Items listed in a dataset ::
::::
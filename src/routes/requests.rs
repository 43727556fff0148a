use actix_web::{web, HttpResponse};
use serde_json::json;

use crate::{
    error::MarketError,
    market::PublicRequestDraft,
    models::Role,
    state::{AppState, ServerEvent},
};

pub fn configure(cfg: &mut web::ServiceConfig) {
    cfg.service(
        web::resource("/api/public-requests")
            .route(web::get().to(list_requests))
            .route(web::post().to(create_request)),
    )
    .service(web::resource("/api/public-requests/begin").route(web::post().to(begin_request)))
    .service(
        web::resource("/api/public-requests/{id}")
            .route(web::get().to(show_request))
            .route(web::delete().to(delete_request)),
    )
    .service(web::resource("/api/public-requests/{id}/select").route(web::post().to(select_request)))
    .service(web::resource("/api/public-requests/{id}/apply").route(web::post().to(apply)))
    .service(
        web::resource("/api/public-requests/{id}/applicants/{provider_id}/accept")
            .route(web::post().to(accept_applicant)),
    );
}

/// Clients get their own posts, providers the open ones in their area.
async fn list_requests(state: web::Data<AppState>) -> HttpResponse {
    let market = state.market.read().await;
    let requests = match market.session().role {
        Role::Provider => market.requests_in_service_area(),
        _ => market.my_public_requests(),
    };
    HttpResponse::Ok().json(requests)
}

async fn show_request(
    state: web::Data<AppState>,
    path: web::Path<String>,
) -> Result<HttpResponse, MarketError> {
    let market = state.market.read().await;
    Ok(HttpResponse::Ok().json(market.public_request(&path)?))
}

async fn begin_request(state: web::Data<AppState>) -> Result<HttpResponse, MarketError> {
    let mut market = state.market.write().await;
    market.begin_public_request()?;
    Ok(HttpResponse::Ok().json(market.session_view()))
}

async fn create_request(
    state: web::Data<AppState>,
    draft: web::Json<PublicRequestDraft>,
) -> Result<HttpResponse, MarketError> {
    let request = {
        let mut market = state.market.write().await;
        market.create_public_request(draft.into_inner())?
    };
    log::info!("Public request {} posted", request.id);
    state.publish(ServerEvent::from_request("public_request_created", &request));
    Ok(HttpResponse::Created().json(request))
}

async fn delete_request(
    state: web::Data<AppState>,
    path: web::Path<String>,
) -> Result<HttpResponse, MarketError> {
    let id = path.into_inner();
    state.market.write().await.delete_public_request(&id)?;
    let mut event = ServerEvent::new("public_request_deleted");
    event.request_id = Some(id);
    state.publish(event);
    Ok(HttpResponse::NoContent().finish())
}

async fn select_request(
    state: web::Data<AppState>,
    path: web::Path<String>,
) -> Result<HttpResponse, MarketError> {
    let mut market = state.market.write().await;
    market.select_public_request(&path)?;
    Ok(HttpResponse::Ok().json(market.session_view()))
}

async fn apply(
    state: web::Data<AppState>,
    path: web::Path<String>,
) -> Result<HttpResponse, MarketError> {
    let request = {
        let mut market = state.market.write().await;
        market.apply_to_request(&path)?
    };
    let mut event = ServerEvent::from_request("public_request_applied", &request);
    if let Some(applicant) = request.applicants.last() {
        event.provider_id = Some(applicant.provider_id.clone());
        event.provider_name = Some(applicant.provider_name.clone());
    }
    state.publish(event);
    Ok(HttpResponse::Ok().json(request))
}

async fn accept_applicant(
    state: web::Data<AppState>,
    path: web::Path<(String, String)>,
) -> Result<HttpResponse, MarketError> {
    let (request_id, provider_id) = path.into_inner();
    let (order, chat) = {
        let mut market = state.market.write().await;
        market.accept_applicant(&request_id, &provider_id)?
    };
    log::info!("Request {request_id} hired provider {provider_id} as {}", order.id);
    let mut event = ServerEvent::from_order("order_created", &order);
    event.request_id = Some(request_id);
    state.publish(event);
    Ok(HttpResponse::Created().json(json!({ "order": order, "chat": chat })))
}
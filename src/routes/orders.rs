use actix_web::{web, HttpResponse};

use crate::{
    error::MarketError,
    models::ServiceOrder,
    state::{AppState, ServerEvent},
};

pub fn configure(cfg: &mut web::ServiceConfig) {
    cfg.service(web::resource("/api/orders").route(web::get().to(list_orders)))
        .service(web::resource("/api/orders/{id}").route(web::get().to(show_order)))
        .service(web::resource("/api/orders/{id}/select").route(web::post().to(select_order)))
        .service(web::resource("/api/orders/{id}/accept").route(web::post().to(accept_order)))
        .service(web::resource("/api/orders/{id}/reject").route(web::post().to(reject_order)))
        .service(web::resource("/api/orders/{id}/start").route(web::post().to(start_order)))
        .service(web::resource("/api/orders/{id}/complete").route(web::post().to(complete_order)))
        .service(web::resource("/api/orders/{id}/track").route(web::post().to(track_order)))
        .service(web::resource("/api/tracking").route(web::get().to(tracking)))
        .service(web::resource("/api/tracking/cancel").route(web::post().to(cancel_tracking)))
        .service(web::resource("/api/tracking/minimize").route(web::post().to(minimize)))
        .service(web::resource("/api/tracking/maximize").route(web::post().to(maximize)));
}

async fn list_orders(state: web::Data<AppState>) -> HttpResponse {
    let market = state.market.read().await;
    HttpResponse::Ok().json(market.my_orders())
}

async fn show_order(
    state: web::Data<AppState>,
    path: web::Path<String>,
) -> Result<HttpResponse, MarketError> {
    let market = state.market.read().await;
    Ok(HttpResponse::Ok().json(market.order(&path)?))
}

async fn select_order(
    state: web::Data<AppState>,
    path: web::Path<String>,
) -> Result<HttpResponse, MarketError> {
    let mut market = state.market.write().await;
    market.select_order(&path)?;
    Ok(HttpResponse::Ok().json(market.session_view()))
}

fn order_changed(state: &AppState, kind: &str, order: &ServiceOrder) -> HttpResponse {
    log::info!("Order {} is now {}", order.id, order.status);
    state.publish(ServerEvent::from_order(kind, order));
    HttpResponse::Ok().json(order)
}

async fn accept_order(
    state: web::Data<AppState>,
    path: web::Path<String>,
) -> Result<HttpResponse, MarketError> {
    let result = state.market.write().await.accept_order(&path);
    let order = result.inspect_err(|err| {
        if matches!(err, MarketError::ActiveJobInProgress) {
            log::warn!("Refused to accept order {}: active job in progress", path.as_str());
        }
    })?;
    Ok(order_changed(&state, "order_accepted", &order))
}

async fn reject_order(
    state: web::Data<AppState>,
    path: web::Path<String>,
) -> Result<HttpResponse, MarketError> {
    let order = state.market.write().await.reject_order(&path)?;
    Ok(order_changed(&state, "order_rejected", &order))
}

async fn start_order(
    state: web::Data<AppState>,
    path: web::Path<String>,
) -> Result<HttpResponse, MarketError> {
    let order = state.market.write().await.start_order(&path)?;
    Ok(order_changed(&state, "order_started", &order))
}

async fn complete_order(
    state: web::Data<AppState>,
    path: web::Path<String>,
) -> Result<HttpResponse, MarketError> {
    let order = state.market.write().await.complete_order(&path)?;
    Ok(order_changed(&state, "order_completed", &order))
}

async fn track_order(
    state: web::Data<AppState>,
    path: web::Path<String>,
) -> Result<HttpResponse, MarketError> {
    let snapshot = state.market.write().await.view_tracking(&path)?;
    Ok(HttpResponse::Ok().json(snapshot))
}

async fn tracking(state: web::Data<AppState>) -> HttpResponse {
    let market = state.market.read().await;
    match market.tracking_snapshot() {
        Some(snapshot) => HttpResponse::Ok().json(snapshot),
        None => HttpResponse::NoContent().finish(),
    }
}

async fn cancel_tracking(state: web::Data<AppState>) -> Result<HttpResponse, MarketError> {
    let order = state.market.write().await.cancel_tracking()?;
    Ok(order_changed(&state, "order_cancelled", &order))
}

async fn minimize(state: web::Data<AppState>) -> Result<HttpResponse, MarketError> {
    set_maximized(&state, false).await
}

async fn maximize(state: web::Data<AppState>) -> Result<HttpResponse, MarketError> {
    set_maximized(&state, true).await
}

async fn set_maximized(state: &AppState, maximized: bool) -> Result<HttpResponse, MarketError> {
    let mut market = state.market.write().await;
    market.set_tracking_maximized(maximized)?;
    Ok(HttpResponse::Ok().json(market.tracking_snapshot()))
}
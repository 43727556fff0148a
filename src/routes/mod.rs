use actix_web::web;

pub mod chat;
pub mod client;
pub mod events;
pub mod orders;
pub mod pages;
pub mod requests;
pub mod session;

pub fn configure(cfg: &mut web::ServiceConfig) {
    cfg.configure(pages::configure)
        .configure(session::configure)
        .configure(client::configure)
        .configure(requests::configure)
        .configure(orders::configure)
        .configure(chat::configure)
        .configure(events::configure);
}
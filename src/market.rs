//! Marketplace state and the discovery/matching state machine.
//!
//! Every user interaction is one method call on [`Marketplace`]. Methods
//! either apply the whole transition or return a [`MarketError`] without
//! touching state.

use chrono::Utc;
use serde::{Deserialize, Serialize};

use crate::{
    error::{MarketError, MarketResult},
    geo,
    models::{
        find_category, new_id, ApplicantStatus, ChatMessage, ChatSession, Coordinates,
        OrderStatus, ProviderStatus, ProviderStore, PublicRequest, PublicRequestStatus,
        RequestApplicant, Role, SavedAddress, ServiceOrder, CATEGORY_ALL, CURRENT_ADDRESS_ID,
        CURRENT_LOCATION_LABEL, DEFAULT_CENTER,
    },
    seed::Seed,
    tracking::{Tracking, TrackingRoute, TrackingSnapshot},
};

pub const CURRENT_USER_ID: &str = "current_user";
pub const CURRENT_USER_NAME: &str = "Usuario Actual";
pub const DEFAULT_OFFER: &str = "A convenir";

/// What the map sheet is currently showing. Exactly one at a time.
#[derive(Debug, Clone, PartialEq, Serialize)]
#[serde(tag = "mode", rename_all = "snake_case")]
pub enum MapMode {
    Browsing,
    ProviderSelected { provider_id: String },
    ComposingRequest { provider_id: String, description: String },
    OrderSelected { order_id: String },
    PublicRequestSelected { request_id: String },
    CreatingPublicRequest,
}
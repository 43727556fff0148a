use actix_web::{http::StatusCode, HttpResponse, ResponseError};
use serde_json::json;

use crate::models::{OrderStatus, Role};

#[derive(Debug, thiserror::Error)]
pub enum MarketError {
    #[error("{kind} {id} not found")]
    NotFound { kind: &'static str, id: String },

    #[error("You already have a job in progress. Finish it before accepting another.")]
    ActiveJobInProgress,

    #[error("Cannot move order from {from} to {to}")]
    InvalidTransition { from: OrderStatus, to: OrderStatus },

    #[error("Provider {0} is not taking requests right now")]
    ProviderUnavailable(String),

    #[error("This action requires the {expected} role")]
    WrongRole { expected: &'static str },

    #[error("Only the owner of {0} can do that")]
    NotOwner(String),

    #[error("Already applied to request {0}")]
    AlreadyApplied(String),

    #[error("Request {0} is no longer open")]
    RequestClosed(String),

    #[error("Request {0} is outside your service area")]
    OutsideServiceArea(String),

    #[error("Unknown category {0}")]
    UnknownCategory(String),

    #[error("Invalid coordinates")]
    InvalidCoordinates,

    #[error("{0}")]
    InvalidInput(String),

    #[error("Nothing selected for {0}")]
    WrongMode(&'static str),
}

impl MarketError {
    pub fn not_found(kind: &'static str, id: impl Into<String>) -> Self {
        MarketError::NotFound {
            kind,
            id: id.into(),
        }
    }

    pub fn wrong_role(expected: Role) -> Self {
        MarketError::WrongRole {
            expected: expected.as_str(),
        }
    }
}

impl ResponseError for MarketError {
    fn status_code(&self) -> StatusCode {
        match self {
            MarketError::NotFound { .. } => StatusCode::NOT_FOUND,
            MarketError::ActiveJobInProgress
            | MarketError::InvalidTransition { .. }
            | MarketError::ProviderUnavailable(_)
            | MarketError::AlreadyApplied(_)
            | MarketError::RequestClosed(_)
            | MarketError::OutsideServiceArea(_)
            | MarketError::WrongMode(_) => StatusCode::CONFLICT,
            MarketError::WrongRole { .. } | MarketError::NotOwner(_) => StatusCode::FORBIDDEN,
            MarketError::UnknownCategory(_)
            | MarketError::InvalidCoordinates
            | MarketError::InvalidInput(_) => StatusCode::BAD_REQUEST,
        }
    }

    fn error_response(&self) -> HttpResponse {
        HttpResponse::build(self.status_code()).json(json!({ "error": self.to_string() }))
    }
}

pub type MarketResult<T> = Result<T, MarketError>;
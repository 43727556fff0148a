use crate::models::Coordinates;

pub const EARTH_RADIUS_M: f64 = 6_371_000.0;

/// Great-circle distance in meters. Non-finite input yields `f64::INFINITY`
/// so that callers comparing against a radius never match it.
pub fn distance_m(a: Coordinates, b: Coordinates) -> f64 {
    if !(a.lat.is_finite() && a.lng.is_finite() && b.lat.is_finite() && b.lng.is_finite()) {
        return f64::INFINITY;
    }
    let phi1 = a.lat.to_radians();
    let phi2 = b.lat.to_radians();
    let d_phi = (b.lat - a.lat).to_radians();
    let d_lambda = (b.lng - a.lng).to_radians();

    let h = (d_phi / 2.0).sin().powi(2) + phi1.cos() * phi2.cos() * (d_lambda / 2.0).sin().powi(2);
    let c = 2.0 * h.sqrt().atan2((1.0 - h).sqrt());
    EARTH_RADIUS_M * c
}

pub fn within_radius(center: Coordinates, point: Coordinates, radius_m: f64) -> bool {
    distance_m(center, point) <= radius_m
}

/// Point `meters` due north of `origin`.
#[cfg(test)]
pub(crate) fn offset_north(origin: Coordinates, meters: f64) -> Coordinates {
    let d_lat = (meters / EARTH_RADIUS_M).to_degrees();
    Coordinates::new(origin.lat + d_lat, origin.lng)
}

/// Linear interpolation between two points, `t` clamped to `[0, 1]`.
pub fn lerp(from: Coordinates, to: Coordinates, t: f64) -> Coordinates {
    let t = t.clamp(0.0, 1.0);
    Coordinates::new(
        from.lat + (to.lat - from.lat) * t,
        from.lng + (to.lng - from.lng) * t,
    )
}

#[cfg(test)]
mod tests {
    use super::*;
    use crate::models::DEFAULT_CENTER;

    #[test]
    fn zero_distance_to_self() {
        assert!(distance_m(DEFAULT_CENTER, DEFAULT_CENTER).abs() < 1e-6);
    }

    #[test]
    fn one_degree_of_latitude_is_about_111_km() {
        let a = Coordinates::new(0.0, 0.0);
        let b = Coordinates::new(1.0, 0.0);
        let d = distance_m(a, b);
        assert!((d - 111_195.0).abs() < 10.0, "got {d}");
    }

    #[test]
    fn offset_north_round_trips_through_distance() {
        let moved = offset_north(DEFAULT_CENTER, 500.0);
        let d = distance_m(DEFAULT_CENTER, moved);
        assert!((d - 500.0).abs() < 0.5, "got {d}");
    }

    #[test]
    fn nan_is_never_in_range() {
        let bad = Coordinates::new(f64::NAN, 0.0);
        assert_eq!(distance_m(DEFAULT_CENTER, bad), f64::INFINITY);
        assert!(!within_radius(DEFAULT_CENTER, bad, f64::MAX));
    }

    #[test]
    fn buenos_aires_mock_distances() {
        // Obelisco to Av. Corrientes 1200.
        let provider = Coordinates::new(-34.6050, -58.3850);
        let d = distance_m(DEFAULT_CENTER, provider);
        assert!(d > 300.0 && d < 400.0, "got {d}");
    }

    #[test]
    fn lerp_clamps() {
        let a = Coordinates::new(0.0, 0.0);
        let b = Coordinates::new(1.0, 2.0);
        assert_eq!(lerp(a, b, 0.5), Coordinates::new(0.5, 1.0));
        assert_eq!(lerp(a, b, 3.0), b);
        assert_eq!(lerp(a, b, -1.0), a);
    }
}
::::
The problem :: Each line in the data that holds the string "InvalidInput" should be found and copied.

Answer to this task ::
    InvalidInput(String),
            | MarketError::InvalidInput(_) => StatusCode::BAD_REQUEST,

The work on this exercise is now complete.